Sudan has been seeking foreign investment to develop its oil industry, which has been shunned by western firms because of shareholder worries about human rights abuses. Analysts say Sudan has at least two billion barrels of recoverable crude.
“DEAL OFF THE TABLE”
Washington last year said it would review all sanctions against Sudan if it reached a deal with the SPLM, even as Darfur rebels had launched a separate uprising and accused Khartoum of arming the Arab militias, known as Janjaweed.
“The earlier deal is off the table and it’s hard to imagine in the near term the kind of measures that were being discussed,” said J. Stephen Morrison, Africa programme director at Washington’s Center for Strategic and International Studies.

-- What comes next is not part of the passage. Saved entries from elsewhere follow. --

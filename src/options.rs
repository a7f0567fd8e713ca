//! Persisted user options consumed by the theme providers.

use std::collections::HashMap;
use std::fs;
use std::path::PathBuf;

use anyhow::{Context, Result};
use tracing::warn;

/// Option key holding the chat view theme identifier.
pub const OPTION_CHATVIEW_THEME: &str = "options.ui.chat.theme";

/// Option key holding the group chat view theme identifier.
pub const OPTION_GROUPCHATVIEW_THEME: &str = "options.ui.muc.theme";

/// Narrow settings-store surface the providers read and write.
pub trait OptionsStore: Send {
    fn get(&self, key: &str) -> Option<String>;
    fn set(&mut self, key: &str, value: &str);
}

/// Flat string options persisted as a JSON object, written through on every
/// `set`.
pub struct JsonFileOptions {
    path: PathBuf,
    values: HashMap<String, String>,
}

impl JsonFileOptions {
    /// Open the options file, starting empty when it does not exist yet.
    pub fn open(path: impl Into<PathBuf>) -> Result<Self> {
        let path = path.into();
        let values = match fs::read_to_string(&path) {
            Ok(text) => serde_json::from_str(&text)
                .with_context(|| format!("invalid options file {}", path.display()))?,
            Err(e) if e.kind() == std::io::ErrorKind::NotFound => HashMap::new(),
            Err(e) => {
                return Err(e)
                    .with_context(|| format!("failed to read options file {}", path.display()))
            }
        };
        Ok(Self { path, values })
    }

    fn save(&self) {
        let json = match serde_json::to_string_pretty(&self.values) {
            Ok(json) => json,
            Err(e) => {
                warn!(error = %e, "failed to serialize options");
                return;
            }
        };
        if let Err(e) = fs::write(&self.path, json) {
            warn!(path = %self.path.display(), error = %e, "failed to persist options");
        }
    }
}

impl OptionsStore for JsonFileOptions {
    fn get(&self, key: &str) -> Option<String> {
        self.values.get(key).cloned()
    }

    fn set(&mut self, key: &str, value: &str) {
        self.values.insert(key.to_owned(), value.to_owned());
        self.save();
    }
}

/// In-memory store for tests and embedders with their own persistence.
#[derive(Debug, Default)]
pub struct MemoryOptions {
    values: HashMap<String, String>,
}

impl MemoryOptions {
    pub fn new() -> Self {
        Self::default()
    }
}

impl OptionsStore for MemoryOptions {
    fn get(&self, key: &str) -> Option<String> {
        self.values.get(key).cloned()
    }

    fn set(&mut self, key: &str, value: &str) {
        self.values.insert(key.to_owned(), value.to_owned());
    }
}
//! Failure kinds produced while resolving and loading themes.

use std::path::PathBuf;

use thiserror::Error;

/// Why a theme could not be loaded.
///
/// Callers that only care about success treat every variant the same; the
/// variants exist so logs say which stage gave up.
#[derive(Debug, Error)]
pub enum ThemeError {
    /// The identifier is not of the `adapter/themeName` form.
    #[error("malformed theme id {0:?}: expected adapter/themeName")]
    MalformedId(String),

    /// A required file or package was not found under any search root.
    #[error("{0} not found under any search root")]
    NotFound(String),

    /// The file exists but could not be read.
    #[error("failed to read {}", .path.display())]
    Unreadable {
        path: PathBuf,
        #[source]
        source: std::io::Error,
    },

    /// The script file read successfully but contained nothing.
    #[error("script {} is empty", .0.display())]
    EmptyScript(PathBuf),

    /// The theme object rejected its package path or scripts.
    #[error("theme {0} failed to initialize")]
    InitFailed(String),
}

“Khartoum’s miscalculations are the base on which all of this has happened,” Morrison said. “You have exceptional mobilisation in the U.S., especially among African American activists and conservative religious leaders.”

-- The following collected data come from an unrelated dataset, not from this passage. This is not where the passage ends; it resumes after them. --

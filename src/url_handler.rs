//! Custom URL scheme plumbing between the embedded renderer and loaded
//! themes.
//!
//! Theme pages request sub-resources through
//! `theme:///<adapter>/<theme>/<resource>` URLs. The renderer hands those to
//! the [`SchemeHandler`] registered for the `theme` scheme, which maps them
//! back to the active theme's package.

use std::collections::HashMap;
use std::sync::Arc;

use tracing::debug;
use url::Url;

use crate::manager::{ThemeManager, CHATVIEW_PROVIDER, GROUPCHATVIEW_PROVIDER};
use crate::theme::ChatViewTheme;

/// Handler for one custom URL scheme served to the embedded renderer.
///
/// An empty reply means the resource could not be produced.
pub trait SchemeHandler: Send + Sync {
    fn data(&self, url: &Url) -> Vec<u8>;
}

/// Scheme name to handler table consulted by the renderer glue.
///
/// Registration is first-write-wins, so repeated provider setup cannot
/// replace an installed handler.
#[derive(Default)]
pub struct SchemeRegistry {
    handlers: HashMap<String, Arc<dyn SchemeHandler>>,
}

impl SchemeRegistry {
    pub fn new() -> Self {
        Self::default()
    }

    /// Install `handler` for `scheme`. Returns false when the scheme was
    /// already registered; the existing handler stays in that case.
    pub fn register(&mut self, scheme: &str, handler: Arc<dyn SchemeHandler>) -> bool {
        if self.handlers.contains_key(scheme) {
            return false;
        }
        self.handlers.insert(scheme.to_owned(), handler);
        true
    }

    pub fn handler(&self, scheme: &str) -> Option<Arc<dyn SchemeHandler>> {
        self.handlers.get(scheme).cloned()
    }
}

/// One-time registration of the `avatar` and `theme` schemes during
/// application startup. Calling it again changes nothing; the return value
/// says whether this call performed the registration.
pub fn install_theme_schemes(
    registry: &mut SchemeRegistry,
    manager: Arc<ThemeManager>,
    avatar_handler: Arc<dyn SchemeHandler>,
) -> bool {
    let avatar_installed = registry.register("avatar", avatar_handler);
    let theme_installed = registry.register("theme", Arc::new(ThemeUrlHandler::new(manager)));
    avatar_installed && theme_installed
}

/// Serves `theme://` requests issued by pages of a loaded theme.
pub struct ThemeUrlHandler {
    manager: Arc<ThemeManager>,
}

impl ThemeUrlHandler {
    pub fn new(manager: Arc<ThemeManager>) -> Self {
        Self { manager }
    }

    /// The theme that plausibly issued a request carrying `theme_id`.
    ///
    /// Nothing in the request says which view issued it, so the identifier
    /// is matched against the chat view's active theme and then the group
    /// chat view's. During a rapid theme switch a request still carrying the
    /// old identifier matches neither and gets an empty reply.
    fn matching_theme(&self, theme_id: &str) -> Option<Arc<ChatViewTheme>> {
        [CHATVIEW_PROVIDER, GROUPCHATVIEW_PROVIDER]
            .iter()
            .find_map(|name| {
                self.manager
                    .current_theme(name)
                    .filter(|theme| theme.id() == theme_id)
            })
    }
}

impl SchemeHandler for ThemeUrlHandler {
    fn data(&self, url: &Url) -> Vec<u8> {
        debug!(url = %url, "loading theme file");
        // Path is "/<adapter>/<theme>/<resource...>".
        let path = url.path();
        let segments: Vec<&str> = path.split('/').collect();
        if segments.len() < 3 {
            return Vec::new();
        }
        let theme_id = format!("{}/{}", segments[1], segments[2]);
        let Some(theme) = self.matching_theme(&theme_id) else {
            debug!(theme = %theme_id, url = %url,
                   "theme with this id is not loaded; rejecting resource request");
            return Vec::new();
        };
        // Strip the identifier and its two delimiting slashes.
        let resource = path.get(theme_id.len() + 2..).unwrap_or("");
        match theme.read_resource(resource) {
            Some(bytes) => bytes,
            None => {
                debug!(url = %url, "content is not found in the theme");
                Vec::new()
            }
        }
    }
}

The same U.S. lobby groups have pushed Washington to pressure Khartoum to pursue peace in the mainly Christian or animist south.
Sudan has said international concern over Darfur, which is mainly Muslim, aims to undermine the Islamist government of Omar Hassan al-Bashir, which seized power in a 1989 military coup.

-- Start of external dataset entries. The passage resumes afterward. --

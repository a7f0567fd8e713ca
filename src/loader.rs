//! Theme loading: script caching, adapter resolution, and construction.

use std::fs;
use std::path::{Path, PathBuf};
use std::sync::{Arc, Mutex, PoisonError};

use tracing::debug;

use crate::cache::{ScriptCache, UTIL_SCRIPT_KEY};
use crate::error::ThemeError;
use crate::locator::THEMES_SUBDIR;
use crate::resolve::SearchRoots;
use crate::theme::ChatViewTheme;

/// Loads themes from disk, memoizing scripts in a shared [`ScriptCache`].
///
/// The shared utility script and each adapter script are read at most once
/// per cache lifetime; a load that fails partway still keeps whatever cache
/// entries it committed before failing.
pub struct ThemeLoader {
    roots: SearchRoots,
    cache: Arc<Mutex<ScriptCache>>,
}

impl ThemeLoader {
    pub fn new(roots: SearchRoots, cache: Arc<Mutex<ScriptCache>>) -> Self {
        Self { roots, cache }
    }

    pub fn roots(&self) -> &SearchRoots {
        &self.roots
    }

    /// Load and initialize the theme named by `theme_id`
    /// (`adapter/themeName`).
    ///
    /// The caller takes ownership of the returned theme; nothing about the
    /// previously active theme changes here.
    pub fn load(&self, theme_id: &str) -> Result<ChatViewTheme, ThemeError> {
        let util_script = self.ensure_util_script()?;

        let Some((adapter_name, _)) = theme_id.split_once('/') else {
            return Err(ThemeError::MalformedId(theme_id.to_owned()));
        };

        let package_rel = format!("{THEMES_SUBDIR}/{theme_id}");
        let package_path = self
            .roots
            .resolve(&package_rel)
            .ok_or(ThemeError::NotFound(package_rel))?;

        let (adapter_script, adapter_dir) = self.ensure_adapter_script(adapter_name)?;

        let mut theme = ChatViewTheme::new(theme_id);
        if !theme.initialize(package_path, vec![util_script, adapter_script], adapter_dir) {
            return Err(ThemeError::InitFailed(theme_id.to_owned()));
        }
        Ok(theme)
    }

    /// Return the shared utility script, reading and caching it on first use.
    /// No theme can load without it.
    fn ensure_util_script(&self) -> Result<String, ThemeError> {
        if let Some(script) = self.lock_cache().script(UTIL_SCRIPT_KEY) {
            return Ok(script.to_owned());
        }
        let (_, content) = self.read_script(&format!("{THEMES_SUBDIR}/util.js"))?;
        self.lock_cache()
            .insert_script(UTIL_SCRIPT_KEY, content.clone());
        Ok(content)
    }

    /// Return the adapter's script and directory, reading and caching both on
    /// the first load of any theme using this adapter.
    fn ensure_adapter_script(&self, adapter: &str) -> Result<(String, PathBuf), ThemeError> {
        {
            let cache = self.lock_cache();
            if let Some(script) = cache.script(adapter) {
                let dir = cache
                    .adapter_dir(adapter)
                    .map(Path::to_path_buf)
                    .unwrap_or_default();
                return Ok((script.to_owned(), dir));
            }
        }

        let rel = format!("{THEMES_SUBDIR}/{adapter}/adapter.js");
        let (path, content) = self.read_script(&rel)?;
        let dir = path.parent().map(Path::to_path_buf).unwrap_or_default();
        debug!(adapter, path = %path.display(), "caching adapter script");

        let mut cache = self.lock_cache();
        cache.insert_script(adapter, content.clone());
        cache.record_adapter_dir(adapter, dir.clone());
        Ok((content, dir))
    }

    /// Resolve and read a script file, rejecting empty content.
    fn read_script(&self, relative: &str) -> Result<(PathBuf, String), ThemeError> {
        let path = self
            .roots
            .resolve(relative)
            .ok_or_else(|| ThemeError::NotFound(relative.to_owned()))?;
        let content = fs::read_to_string(&path).map_err(|source| ThemeError::Unreadable {
            path: path.clone(),
            source,
        })?;
        if content.is_empty() {
            return Err(ThemeError::EmptyScript(path));
        }
        Ok((path, content))
    }

    fn lock_cache(&self) -> std::sync::MutexGuard<'_, ScriptCache> {
        self.cache.lock().unwrap_or_else(PoisonError::into_inner)
    }
}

Frosty U.S. ties with Khartoum, which hosted Osama bin Laden from 1991 to 1996, reached a low in 1998 when Washington launched missiles at a pharmaceuticals plant it said was linked to bin Laden and making ingredients for chemical weapons.
Bilateral dialogue resumed in 2000. Washington in May removed Sudan’s name from a blacklist of countries it says are uncooperative in its war on terrorism.
But it did not wipe Sudan off a list of states it says sponsor terror because Khartoum had not severed all links with anti-Israeli groups, such as Hamas.
NORTH-SOUTH PEACE IN BALANCE
Washington says normalisation with Khartoum now hinges on addressing Darfur, regardless of a peace deal in the south. “Sudan can’t realise its full peace dividend until it realises peace in Darfur,” a western observer said.
Pressure from Washington and other countries over Darfur, where the U.N. says one million people have been displaced and 30,000 killed, could delay or undermine efforts to finally end war in the south, analysts say.
The SPLM and Khartoum in May signed accords paving the way to an end to Africa’s longest running civil war, which has killed an estimated two million people, mainly through famine and disease, and uprooted four million others.
“The way the situation is evolving lowers the incentives for signing a deal right now,” Morrison said. “Khartoum is not expecting the big pay-off now that it would have received a few months ago in terms of normalisation.”
“The SPLM could be wary of signing a deal with a government that might have been significantly weakened in the near or medium term by sanctions,” he added.
Ibrahim Dargash, an advisor to Sudan’s foreign minister, said the imposition of sanctions could delay the conclusion of a deal in the south because Khartoum would be preoccupied with containing the negative effects of any embargo.
“If sanctions are applied, the peace with the south will go with the wind. It will delay it because it will not be the priority,” he said.